__Brief__
Copy out all lines of the material below in which "NumericValue" occurs.
--- START ---
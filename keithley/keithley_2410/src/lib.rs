//! A rust driver for the Keithley 2410 SourceMeter.
//!
//! The 2410 speaks SCPI only. The commands used here are described in the 2400 series user
//! manual, chapter "SCPI command reference". Note that with the 1 kV source range selected, the
//! highest current measurement range is 20 mA, and with the 1 A or 100 mA source range selected,
//! the highest voltage measurement range is 20 V.
//!
//! # Example
//!
//! ```no_run
//! use instrumentrs::Resource;
//! use keithley_2410::{DEFAULT_RESOURCE, Function, Keithley2410};
//! use measurements::Voltage;
//!
//! let resource: Resource = DEFAULT_RESOURCE.parse().unwrap();
//! let mut inst = Keithley2410::try_new(resource.open(9600).unwrap()).unwrap();
//! println!("{}", inst.get_name().unwrap());
//!
//! inst.set_source_function(Function::Voltage).unwrap();
//! inst.set_voltage_source(Voltage::from_volts(-2.0)).unwrap();
//! inst.output_on().unwrap();
//! println!("Current: {}", inst.measure_current().unwrap());
//! inst.output_off().unwrap();
//! ```

#![warn(missing_docs)]

mod modes;

pub use modes::{Function, SourceMode};

use std::sync::{Arc, Mutex};

use instrumentrs::{
    InstrumentError, InstrumentInterface,
    scpi::{self, Bound, NumericValue},
};
use measurements::{Current, Voltage};

/// The GPIB address the 2410 is found at on our bench.
pub const DEFAULT_RESOURCE: &str = "GPIB0::24::INSTR";

/// Field of the current in the reply to `:MEAS:CURR:DC?` (voltage, current, resistance, time,
/// status).
const CURRENT_FIELD: usize = 1;
/// Field of the voltage in the reply to `:MEAS:CURR:DC?`.
const VOLTAGE_FIELD: usize = 0;

/// A rust driver for the Keithley 2410.
///
/// See the top-level documentation for an example on how to use this driver.
pub struct Keithley2410<T: InstrumentInterface> {
    interface: Arc<Mutex<T>>,
}

impl<T: InstrumentInterface> Keithley2410<T> {
    /// Create a new Keithley2410 instance with the given instrument interface.
    ///
    /// The terminator is set to `"\n"`.
    ///
    /// # Arguments
    /// * `interface` - An instrument interface that implements the [`InstrumentInterface`] trait.
    pub fn try_new(interface: T) -> Result<Self, InstrumentError> {
        let mut intf = interface;
        intf.set_terminator("\n");
        Ok(Keithley2410 {
            interface: Arc::new(Mutex::new(intf)),
        })
    }

    /// Query the identification string of the instrument.
    pub fn get_name(&mut self) -> Result<String, InstrumentError> {
        self.query("*IDN?")
    }

    /// Set the compliance limits we run the SourceMeter with: 25 V and 2 A.
    pub fn initialize(&mut self) -> Result<(), InstrumentError> {
        self.set_voltage_compliance(Voltage::from_volts(25.0))?;
        self.set_current_compliance(Current::from_amperes(2.0))
    }

    /// Reset the instrument to its default values.
    pub fn reset(&mut self) -> Result<(), InstrumentError> {
        self.sendcmd("*RST")
    }

    /// Perform the ROM checksum self test.
    ///
    /// Returns `true` if the test passed.
    pub fn self_test(&mut self) -> Result<bool, InstrumentError> {
        let resp = self.query("*TST?")?;
        Ok(!scpi::parse_bool(&resp)?)
    }

    /// Block until all pending operations are complete.
    ///
    /// The instrument places a `1` into the output queue once all pending commands have been
    /// executed.
    pub fn operation_complete(&mut self) -> Result<(), InstrumentError> {
        let resp = self.query("*OPC?")?;
        if scpi::parse_bool(&resp)? {
            Ok(())
        } else {
            Err(InstrumentError::ResponseParseError(resp))
        }
    }

    /// Read one line from the output queue.
    pub fn read(&mut self) -> Result<String, InstrumentError> {
        let mut intf = self.interface.lock().expect("Mutex should not be poisoned");
        intf.read_until_terminator()
    }

    /// Get the start level of a voltage sweep.
    pub fn get_voltage_sweep_start(
        &mut self,
        bound: Option<Bound>,
    ) -> Result<Voltage, InstrumentError> {
        self.query_volts(":SOUR:VOLT:STAR?", bound)
    }

    /// Get the stop level of a voltage sweep.
    pub fn get_voltage_sweep_stop(
        &mut self,
        bound: Option<Bound>,
    ) -> Result<Voltage, InstrumentError> {
        self.query_volts(":SOUR:VOLT:STOP?", bound)
    }

    /// Get the step size of a voltage sweep.
    pub fn get_voltage_sweep_step(
        &mut self,
        bound: Option<Bound>,
    ) -> Result<Voltage, InstrumentError> {
        self.query_volts(":SOUR:VOLT:STEP?", bound)
    }

    /// Select the function that is measured.
    pub fn set_sense_function(&mut self, function: Function) -> Result<(), InstrumentError> {
        self.sendcmd(&format!(":SENS:FUNC {}", function.as_str()))
    }

    /// Query if the front panel display is enabled.
    pub fn get_display_enabled(&mut self) -> Result<bool, InstrumentError> {
        let resp = self.query(":DISP:ENAB?")?;
        scpi::parse_bool(&resp)
    }

    /// Enable or disable the front panel display.
    ///
    /// With the display disabled the instrument operates at a higher speed and all front panel
    /// controls except LOCAL and OUTPUT OFF are disabled.
    pub fn set_display_enabled(&mut self, enabled: bool) -> Result<(), InstrumentError> {
        self.sendcmd(&format!(":DISP:ENAB {}", u8::from(enabled)))
    }

    /// Get the source function, i.e., if the V-Source or the I-Source is used.
    pub fn get_source_function(&mut self) -> Result<Function, InstrumentError> {
        let resp = self.query(":SOUR:FUNC?")?;
        Function::from_cmd_str(&resp)
    }

    /// Select the V-Source or the I-Source.
    pub fn set_source_function(&mut self, function: Function) -> Result<(), InstrumentError> {
        self.sendcmd(&format!(":SOUR:FUNC {}", function.as_str()))
    }

    /// Get the DC sourcing mode of the current source.
    pub fn get_current_source_mode(&mut self) -> Result<SourceMode, InstrumentError> {
        let resp = self.query(":SOUR:CURR:MODE?")?;
        SourceMode::from_cmd_str(&resp)
    }

    /// Get the DC sourcing mode of the voltage source.
    pub fn get_voltage_source_mode(&mut self) -> Result<SourceMode, InstrumentError> {
        let resp = self.query(":SOUR:VOLT:MODE?")?;
        SourceMode::from_cmd_str(&resp)
    }

    /// Get how many source-measure operations the trigger layer performs.
    pub fn get_trigger_count(&mut self, bound: Option<Bound>) -> Result<u32, InstrumentError> {
        let resp = self.query_bound(":TRIG:SEQ:COUN?", bound)?;
        parse_count(&resp)
    }

    /// Set how many source-measure operations the trigger layer performs.
    ///
    /// The product of arm count and trigger count cannot exceed 2500, which is checked by the
    /// instrument. Here we only ensure that the count itself is within 1 to 2500.
    pub fn set_trigger_count(&mut self, count: u32) -> Result<(), InstrumentError> {
        if !(1..=2500).contains(&count) {
            return Err(InstrumentError::IntValueOutOfRange {
                value: count.into(),
                min: 1,
                max: 2500,
            });
        }
        self.sendcmd(&format!(":TRIG:SEQ:COUN {count}"))
    }

    /// Get the over voltage protection limit of the V-Source.
    pub fn get_voltage_limit(&mut self, bound: Option<Bound>) -> Result<Voltage, InstrumentError> {
        self.query_volts(":SOUR:VOLT:PROT?", bound)
    }

    /// Set the over voltage protection limit of the V-Source.
    ///
    /// The instrument selects the next lower of its limits (20, 40, 100, 200, 300, 400, 500 V,
    /// and none).
    pub fn set_voltage_limit(&mut self, limit: Voltage) -> Result<(), InstrumentError> {
        self.sendcmd(&format!(":SOUR:VOLT:PROT {}", limit.as_volts()))
    }

    /// Get the level of the voltage source.
    pub fn get_voltage_source(
        &mut self,
        bound: Option<Bound>,
    ) -> Result<Voltage, InstrumentError> {
        self.query_volts(":SOUR:VOLT?", bound)
    }

    /// Set the level of the voltage source.
    pub fn set_voltage_source(&mut self, level: Voltage) -> Result<(), InstrumentError> {
        self.sendcmd(&format!(":SOUR:VOLT {}", level.as_volts()))
    }

    /// Get the level of the current source.
    pub fn get_current_source(
        &mut self,
        bound: Option<Bound>,
    ) -> Result<Current, InstrumentError> {
        self.query_amperes(":SOUR:CURR?", bound)
    }

    /// Set the level of the current source.
    pub fn set_current_source(&mut self, level: Current) -> Result<(), InstrumentError> {
        self.sendcmd(&format!(":SOUR:CURR {}", level.as_amperes()))
    }

    /// Get the voltage compliance.
    pub fn get_voltage_compliance(
        &mut self,
        bound: Option<Bound>,
    ) -> Result<Voltage, InstrumentError> {
        self.query_volts(":VOLT:PROT?", bound)
    }

    /// Set the voltage compliance.
    pub fn set_voltage_compliance(&mut self, compliance: Voltage) -> Result<(), InstrumentError> {
        self.sendcmd(&format!(":VOLT:PROT {}", compliance.as_volts()))
    }

    /// Get the current compliance.
    pub fn get_current_compliance(
        &mut self,
        bound: Option<Bound>,
    ) -> Result<Current, InstrumentError> {
        self.query_amperes(":CURR:PROT?", bound)
    }

    /// Set the current compliance.
    pub fn set_current_compliance(&mut self, compliance: Current) -> Result<(), InstrumentError> {
        self.sendcmd(&format!(":CURR:PROT {}", compliance.as_amperes()))
    }

    /// Get the filter count, i.e., the number of readings averaged into one.
    pub fn get_measurement_count(
        &mut self,
        bound: Option<Bound>,
    ) -> Result<u32, InstrumentError> {
        let resp = self.query_bound(":AVER:COUN?", bound)?;
        parse_count(&resp)
    }

    /// Set the filter count.
    ///
    /// Valid counts are 1 to 100. Values above are sent as `MAX`, values below as `MIN`, and a
    /// warning is logged.
    pub fn set_measurement_count(&mut self, count: NumericValue) -> Result<(), InstrumentError> {
        let arg = match count {
            NumericValue::Value(val) if val > 100.0 => {
                tracing::warn!(count = val, "Filter count set at max value of 100");
                Bound::Maximum.to_string()
            }
            NumericValue::Value(val) if val < 1.0 => {
                tracing::warn!(count = val, "Filter count set at min value of 1");
                Bound::Minimum.to_string()
            }
            NumericValue::Value(val) => format!("{}", val.round()),
            NumericValue::Bound(bound) => bound.to_string(),
        };
        self.sendcmd(&format!(":AVER:COUN {arg}"))
    }

    /// Get the integration time for current measurements in power line cycles (NPLC).
    ///
    /// The integration time is global: setting it for one function sets it for all of them.
    pub fn get_current_integration_time(
        &mut self,
        bound: Option<Bound>,
    ) -> Result<f64, InstrumentError> {
        let resp = self.query_bound(":CURR:NPLC?", bound)?;
        scpi::parse_f64(&resp)
    }

    /// Set the integration time for current measurements in NPLC.
    pub fn set_current_integration_time(&mut self, nplc: f64) -> Result<(), InstrumentError> {
        self.set_nplc(":CURR:NPLC", nplc)
    }

    /// Get the integration time for voltage measurements in NPLC.
    pub fn get_voltage_integration_time(
        &mut self,
        bound: Option<Bound>,
    ) -> Result<f64, InstrumentError> {
        let resp = self.query_bound(":VOLT:NPLC?", bound)?;
        scpi::parse_f64(&resp)
    }

    /// Set the integration time for voltage measurements in NPLC.
    pub fn set_voltage_integration_time(&mut self, nplc: f64) -> Result<(), InstrumentError> {
        self.set_nplc(":VOLT:NPLC", nplc)
    }

    /// Get the integration time for resistance measurements in NPLC.
    pub fn get_resistance_integration_time(
        &mut self,
        bound: Option<Bound>,
    ) -> Result<f64, InstrumentError> {
        let resp = self.query_bound(":RES:NPLC?", bound)?;
        scpi::parse_f64(&resp)
    }

    /// Set the integration time for resistance measurements in NPLC.
    pub fn set_resistance_integration_time(&mut self, nplc: f64) -> Result<(), InstrumentError> {
        self.set_nplc(":RES:NPLC", nplc)
    }

    /// Perform a one-shot measurement and return the raw reply.
    ///
    /// The reply holds voltage, current, resistance, timestamp, and status, separated by commas.
    pub fn measure_raw(&mut self) -> Result<String, InstrumentError> {
        self.query(":MEAS:CURR:DC?")
    }

    /// Perform a one-shot measurement and return the current.
    pub fn measure_current(&mut self) -> Result<Current, InstrumentError> {
        let resp = self.measure_raw()?;
        let val = scpi::parse_f64(scpi::reply_field(&resp, CURRENT_FIELD)?)?;
        Ok(Current::from_amperes(val))
    }

    /// Perform a one-shot measurement and return the voltage.
    pub fn measure_voltage(&mut self) -> Result<Voltage, InstrumentError> {
        let resp = self.measure_raw()?;
        let val = scpi::parse_f64(scpi::reply_field(&resp, VOLTAGE_FIELD)?)?;
        Ok(Voltage::from_volts(val))
    }

    /// Turn the output on.
    pub fn output_on(&mut self) -> Result<(), InstrumentError> {
        self.sendcmd(":OUTP:STAT ON")
    }

    /// Turn the output off.
    pub fn output_off(&mut self) -> Result<(), InstrumentError> {
        self.sendcmd(":OUTP:STAT OFF")
    }

    /// Query if the output is on.
    pub fn get_output_enabled(&mut self) -> Result<bool, InstrumentError> {
        let resp = self.query(":OUTP:STAT?")?;
        scpi::parse_bool(&resp)
    }

    fn set_nplc(&mut self, cmd: &str, nplc: f64) -> Result<(), InstrumentError> {
        if !(0.01..=10.0).contains(&nplc) {
            return Err(InstrumentError::FloatValueOutOfRange {
                value: nplc,
                min: 0.01,
                max: 10.0,
            });
        }
        self.sendcmd(&format!("{cmd} {nplc}"))
    }

    fn query_volts(
        &mut self,
        cmd: &str,
        bound: Option<Bound>,
    ) -> Result<Voltage, InstrumentError> {
        let resp = self.query_bound(cmd, bound)?;
        Ok(Voltage::from_volts(scpi::parse_f64(&resp)?))
    }

    fn query_amperes(
        &mut self,
        cmd: &str,
        bound: Option<Bound>,
    ) -> Result<Current, InstrumentError> {
        let resp = self.query_bound(cmd, bound)?;
        Ok(Current::from_amperes(scpi::parse_f64(&resp)?))
    }

    /// Send a command to the instrument.
    fn sendcmd(&mut self, cmd: &str) -> Result<(), InstrumentError> {
        let mut intf = self.interface.lock().expect("Mutex should not be poisoned");
        intf.sendcmd(cmd)
    }

    /// Query the instrument with a command and return the response as a String.
    fn query(&mut self, cmd: &str) -> Result<String, InstrumentError> {
        let mut intf = self.interface.lock().expect("Mutex should not be poisoned");
        intf.query(cmd)
    }

    fn query_bound(&mut self, cmd: &str, bound: Option<Bound>) -> Result<String, InstrumentError> {
        let mut intf = self.interface.lock().expect("Mutex should not be poisoned");
        scpi::query_with_bound(&mut *intf, cmd, bound)
    }
}

impl<T: InstrumentInterface> Clone for Keithley2410<T> {
    fn clone(&self) -> Self {
        Self {
            interface: self.interface.clone(),
        }
    }
}

/// Parse an integer count reply, which the instrument may send as a float, e.g., `+1.000000E+00`.
fn parse_count(reply: &str) -> Result<u32, InstrumentError> {
    let val = scpi::parse_f64(reply)?;
    if val < 0.0 || val.fract() != 0.0 || val > f64::from(u32::MAX) {
        return Err(InstrumentError::ResponseParseError(reply.to_string()));
    }
    Ok(val as u32)
}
--- END ---
__Solution to the exercise__
    scpi::{self, Bound, NumericValue},
    pub fn set_measurement_count(&mut self, count: NumericValue) -> Result<(), InstrumentError> {
            NumericValue::Value(val) if val > 100.0 => {
            NumericValue::Value(val) if val < 1.0 => {
            NumericValue::Value(val) => format!("{}", val.round()),
            NumericValue::Bound(bound) => bound.to_string(),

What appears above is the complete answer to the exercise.